// WHSmith ditches plans to give CEO Carl Cowling a £5m share windfall after investor backlash
// The plan was to aggregate three years-worth of LTIP awards into a single grant for Cowling
WHSmith has reportedly scrapped its chief executive Carl Cowling’s £5 million share windfall after City backlash.
The retailer told its investors that it wanted to grant Cowling shares worth more than £4.5 million, Sky News reported.
It has now ditched all plans to give its boss a share windfall following a backlash from furious investors.
The high street and travel retail group had begun consulting with leading shareholders about a proposal that would have given Cowling long-term incentive shares worth roughly nine times his £525,000 basic salary.
The plan was to aggregate three years-worth of LTIP awards into a single grant.

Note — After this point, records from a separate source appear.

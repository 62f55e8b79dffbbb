//! Index hydration.
//!
//! The matcher's per-index state is a cache derived from the repository.
//! After a restart the repository may hold configurations and documents
//! while the matcher holds nothing, so every index is in one of three
//! states:
//!
//! | State    | Repository config | Matcher state |
//! |----------|-------------------|---------------|
//! | `Absent` | none              | -             |
//! | `Cold`   | present           | not held      |
//! | `Hot`    | present           | held          |
//!
//! Queries call [`IndexHydrator::ensure`], which turns a cold index hot by
//! rebuilding it from every stored document. An index with no documents
//! stays cold and the query short-circuits to an empty result.

use std::sync::Arc;

use log::{debug, info};
use serde::Serialize;
use tokio::sync::Mutex;

use crate::error::Result;
use crate::matcher::Matcher;
use crate::schema::IndexConfig;
use crate::storage::Repository;

/// Hydration state of an index.
#[derive(Debug, Clone, Copy, PartialEq, Eq, Hash, Serialize)]
#[serde(rename_all = "lowercase")]
pub enum IndexState {
    /// No configuration exists.
    Absent,
    /// Configured, but the matcher does not hold it.
    Cold,
    /// Configured and held by the matcher.
    Hot,
}

/// Outcome of bringing an index up.
#[derive(Debug, Clone, Copy, PartialEq, Eq)]
pub enum Hydration {
    /// The matcher holds the index.
    Ready,
    /// The repository has no documents for the index.
    Empty,
}

/// Keeps matcher state in step with the repository.
///
/// Every (re)build goes through one async gate, and [`ensure`](Self::ensure)
/// re-checks the matcher after acquiring it, so concurrent first queries
/// trigger a single rebuild.
#[derive(Debug)]
pub struct IndexHydrator {
    repository: Arc<dyn Repository>,
    matcher: Arc<dyn Matcher>,
    gate: Mutex<()>,
}

impl IndexHydrator {
    /// Create a hydrator over a repository and matcher.
    pub fn new(repository: Arc<dyn Repository>, matcher: Arc<dyn Matcher>) -> Self {
        IndexHydrator {
            repository,
            matcher,
            gate: Mutex::new(()),
        }
    }

    /// Current state of an index.
    pub async fn state(&self, index: &str) -> Result<IndexState> {
        if self.repository.get_index_config(index).await?.is_none() {
            return Ok(IndexState::Absent);
        }
        if self.matcher.has_index(index).await {
            Ok(IndexState::Hot)
        } else {
            Ok(IndexState::Cold)
        }
    }

    /// Make sure the matcher holds the index, building it if needed.
    pub async fn ensure(&self, index: &str, config: &IndexConfig) -> Result<Hydration> {
        if self.matcher.has_index(index).await {
            return Ok(Hydration::Ready);
        }

        let _gate = self.gate.lock().await;
        if self.matcher.has_index(index).await {
            debug!("Index \"{index}\" was hydrated while waiting");
            return Ok(Hydration::Ready);
        }
        info!("Index \"{index}\" not loaded in matcher, reloading from repository");
        self.load(index, config).await
    }

    /// Discard and rebuild the index from the repository.
    pub async fn rebuild(&self, index: &str, config: &IndexConfig) -> Result<Hydration> {
        let _gate = self.gate.lock().await;
        let hydration = self.load(index, config).await?;
        if hydration == Hydration::Empty {
            self.matcher.drop_index(index).await?;
        }
        Ok(hydration)
    }

    /// Rebuild the index only if it is hot.
    ///
    /// Used after single-document writes: a hot index must reflect them, a
    /// cold one picks them up on its next hydration.
    pub async fn refresh(&self, index: &str, config: &IndexConfig) -> Result<()> {
        let _gate = self.gate.lock().await;
        if !self.matcher.has_index(index).await {
            debug!("Index \"{index}\" is cold, skipping refresh");
            return Ok(());
        }
        if self.load(index, config).await? == Hydration::Empty {
            self.matcher.drop_index(index).await?;
        }
        Ok(())
    }

    /// Drop the matcher state for an index.
    pub async fn invalidate(&self, index: &str) -> Result<()> {
        let _gate = self.gate.lock().await;
        self.matcher.drop_index(index).await
    }

    async fn load(&self, index: &str, config: &IndexConfig) -> Result<Hydration> {
        let documents = self.repository.get_all_documents(index).await?;
        if documents.is_empty() {
            info!("No documents stored for index \"{index}\"");
            return Ok(Hydration::Empty);
        }
        info!(
            "Rebuilding index \"{index}\" from {} documents",
            documents.len()
        );
        self.matcher.build(index, &documents, config).await?;
        Ok(Hydration::Ready)
    }
}

#[cfg(test)]
mod tests {
    use serde_json::json;

    use super::*;
    use crate::document::Document;
    use crate::matcher::InMemoryMatcher;
    use crate::storage::InMemoryRepository;

    fn config() -> IndexConfig {
        IndexConfig::new(["title"], ["id", "title"])
    }

    async fn setup(docs: usize) -> (Arc<InMemoryRepository>, Arc<InMemoryMatcher>, IndexHydrator) {
        let repository = Arc::new(InMemoryRepository::new());
        repository.save_index_config("idx", &config()).await.unwrap();
        for i in 0..docs {
            let doc = Document::from_value(json!({"id": i.to_string(), "title": "t"})).unwrap();
            repository.save_document("idx", &doc).await.unwrap();
        }
        let matcher = Arc::new(InMemoryMatcher::new());
        let hydrator = IndexHydrator::new(repository.clone(), matcher.clone());
        (repository, matcher, hydrator)
    }

    #[tokio::test]
    async fn test_cold_index_becomes_hot() {
        let (_, matcher, hydrator) = setup(3).await;
        assert_eq!(hydrator.state("idx").await.unwrap(), IndexState::Cold);
        assert_eq!(hydrator.state("other").await.unwrap(), IndexState::Absent);

        assert_eq!(
            hydrator.ensure("idx", &config()).await.unwrap(),
            Hydration::Ready
        );
        assert_eq!(hydrator.state("idx").await.unwrap(), IndexState::Hot);
        assert_eq!(matcher.document_count("idx"), Some(3));
    }

    #[tokio::test]
    async fn test_empty_index_stays_cold() {
        let (_, _, hydrator) = setup(0).await;
        assert_eq!(
            hydrator.ensure("idx", &config()).await.unwrap(),
            Hydration::Empty
        );
        assert_eq!(hydrator.state("idx").await.unwrap(), IndexState::Cold);
    }

    #[tokio::test]
    async fn test_refresh_only_touches_hot_indexes() {
        let (repository, matcher, hydrator) = setup(1).await;
        hydrator.refresh("idx", &config()).await.unwrap();
        assert!(matcher.document_count("idx").is_none());

        hydrator.ensure("idx", &config()).await.unwrap();
        let doc = Document::from_value(json!({"id": "new", "title": "t"})).unwrap();
        repository.save_document("idx", &doc).await.unwrap();
        hydrator.refresh("idx", &config()).await.unwrap();
        assert_eq!(matcher.document_count("idx"), Some(2));

        repository.delete_index("idx").await.unwrap();
        hydrator.refresh("idx", &config()).await.unwrap();
        assert!(matcher.document_count("idx").is_none());
    }

    #[tokio::test]
    async fn test_concurrent_ensure() {
        let (_, matcher, hydrator) = setup(5).await;
        let hydrator = Arc::new(hydrator);

        let handles: Vec<_> = (0..8)
            .map(|_| {
                let hydrator = hydrator.clone();
                tokio::spawn(async move { hydrator.ensure("idx", &config()).await })
            })
            .collect();
        for handle in handles {
            assert_eq!(handle.await.unwrap().unwrap(), Hydration::Ready);
        }
        assert_eq!(matcher.document_count("idx"), Some(5));
    }
}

However, investors expressed their anger because the retailer has furloughed thousands of staff, made 1500 employees redundant and raised £165 million from shareholders to strengthen its balance sheet and endure the Covid-19 pandemic.

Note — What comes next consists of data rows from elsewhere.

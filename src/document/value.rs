//! Value helpers shared by the filter, facet and sort stages.
//!
//! Stored values are plain [`serde_json::Value`]s. These helpers pin down the
//! three conversions the pipeline relies on:
//!
//! - [`stringify_value`]: the textual form used for facet keys, identifiers
//!   and string comparisons (`3.0` renders as `"3"`, strings are not quoted);
//! - [`as_number`] / [`coerce_number`]: strict and lenient numeric views;
//! - [`values_equal`]: strict type+value equality with numbers compared by
//!   value, so `1` equals `1.0` but never `"1"`.

use serde_json::{Number, Value};

/// Render a value as text.
pub fn stringify_value(value: &Value) -> String {
    match value {
        Value::Null => "null".to_string(),
        Value::Bool(b) => b.to_string(),
        Value::Number(n) => stringify_number(n),
        Value::String(s) => s.clone(),
        Value::Array(items) => items
            .iter()
            .map(|item| match item {
                Value::Null => String::new(),
                other => stringify_value(other),
            })
            .collect::<Vec<_>>()
            .join(","),
        Value::Object(_) => value.to_string(),
    }
}

fn stringify_number(n: &Number) -> String {
    if n.is_i64() || n.is_u64() {
        return n.to_string();
    }
    match n.as_f64() {
        Some(f) => stringify_float(f),
        None => n.to_string(),
    }
}

/// Shortest round-trip text, switching to exponent form outside
/// `[1e-6, 1e21)` with an explicit sign on the exponent (`1e+21`).
fn stringify_float(f: f64) -> String {
    let magnitude = f.abs();
    if f == 0.0 || (1e-6..1e21).contains(&magnitude) {
        return format!("{f}");
    }
    let text = format!("{f:e}");
    match text.split_once('e') {
        Some((mantissa, exponent)) if !exponent.starts_with('-') => {
            format!("{mantissa}e+{exponent}")
        }
        _ => text,
    }
}

/// The numeric value of a JSON number, `None` for every other type.
pub fn as_number(value: &Value) -> Option<f64> {
    match value {
        Value::Number(n) => n.as_f64().filter(|f| f.is_finite()),
        _ => None,
    }
}

/// Numeric view of a value for range comparisons.
///
/// Numbers are taken as-is and strings are parsed after trimming. Anything
/// else (booleans, null, arrays, objects, non-numeric strings) is not numeric.
pub fn coerce_number(value: &Value) -> Option<f64> {
    match value {
        Value::Number(_) => as_number(value),
        Value::String(s) => s.trim().parse::<f64>().ok().filter(|f| f.is_finite()),
        _ => None,
    }
}

/// Strict type+value equality.
pub fn values_equal(a: &Value, b: &Value) -> bool {
    match (a, b) {
        (Value::Number(x), Value::Number(y)) => match (x.as_f64(), y.as_f64()) {
            (Some(x), Some(y)) => x == y,
            _ => x == y,
        },
        _ => a == b,
    }
}

#[cfg(test)]
mod tests {
    use serde_json::json;

    use super::*;

    #[test]
    fn test_stringify_scalars() {
        assert_eq!(stringify_value(&json!("red")), "red");
        assert_eq!(stringify_value(&json!(3)), "3");
        assert_eq!(stringify_value(&json!(3.0)), "3");
        assert_eq!(stringify_value(&json!(9.99)), "9.99");
        assert_eq!(stringify_value(&json!(-4)), "-4");
        assert_eq!(stringify_value(&json!(true)), "true");
        assert_eq!(stringify_value(&json!(null)), "null");
    }

    #[test]
    fn test_stringify_extreme_floats() {
        assert_eq!(stringify_value(&json!(1e21)), "1e+21");
        assert_eq!(stringify_value(&json!(-2.5e22)), "-2.5e+22");
        assert_eq!(stringify_value(&json!(1e20)), "100000000000000000000");
        assert_eq!(stringify_value(&json!(1.5e-7)), "1.5e-7");
        assert_eq!(stringify_value(&json!(0.000001)), "0.000001");
        assert_eq!(stringify_value(&json!(0.0)), "0");
    }

    #[test]
    fn test_stringify_compound() {
        assert_eq!(stringify_value(&json!(["a", 1, null])), "a,1,");
        assert_eq!(stringify_value(&json!({"k": 1})), "{\"k\":1}");
    }

    #[test]
    fn test_numeric_views() {
        assert_eq!(as_number(&json!(5)), Some(5.0));
        assert_eq!(as_number(&json!("5")), None);
        assert_eq!(coerce_number(&json!(" 12.5 ")), Some(12.5));
        assert_eq!(coerce_number(&json!("abc")), None);
        assert_eq!(coerce_number(&json!(true)), None);
        assert_eq!(coerce_number(&json!(null)), None);
    }

    #[test]
    fn test_values_equal() {
        assert!(values_equal(&json!(1), &json!(1.0)));
        assert!(values_equal(&json!("red"), &json!("red")));
        assert!(!values_equal(&json!("1"), &json!(1)));
        assert!(!values_equal(&json!(true), &json!("true")));
        assert!(values_equal(&json!(null), &json!(null)));
    }
}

WHSmith said that over the past two months, it has been consulting with shareholders over a proposed new remuneration policy.
While most shareholders have been supportive, according to WHSmith, others were not in agreement.
One investor accused WHSmith of being “tone deaf” to the current attitude around executive salaries.
Hundreds of WHSmith stores are remaining open during the four-week lockdown in England, which came into practice on November 5.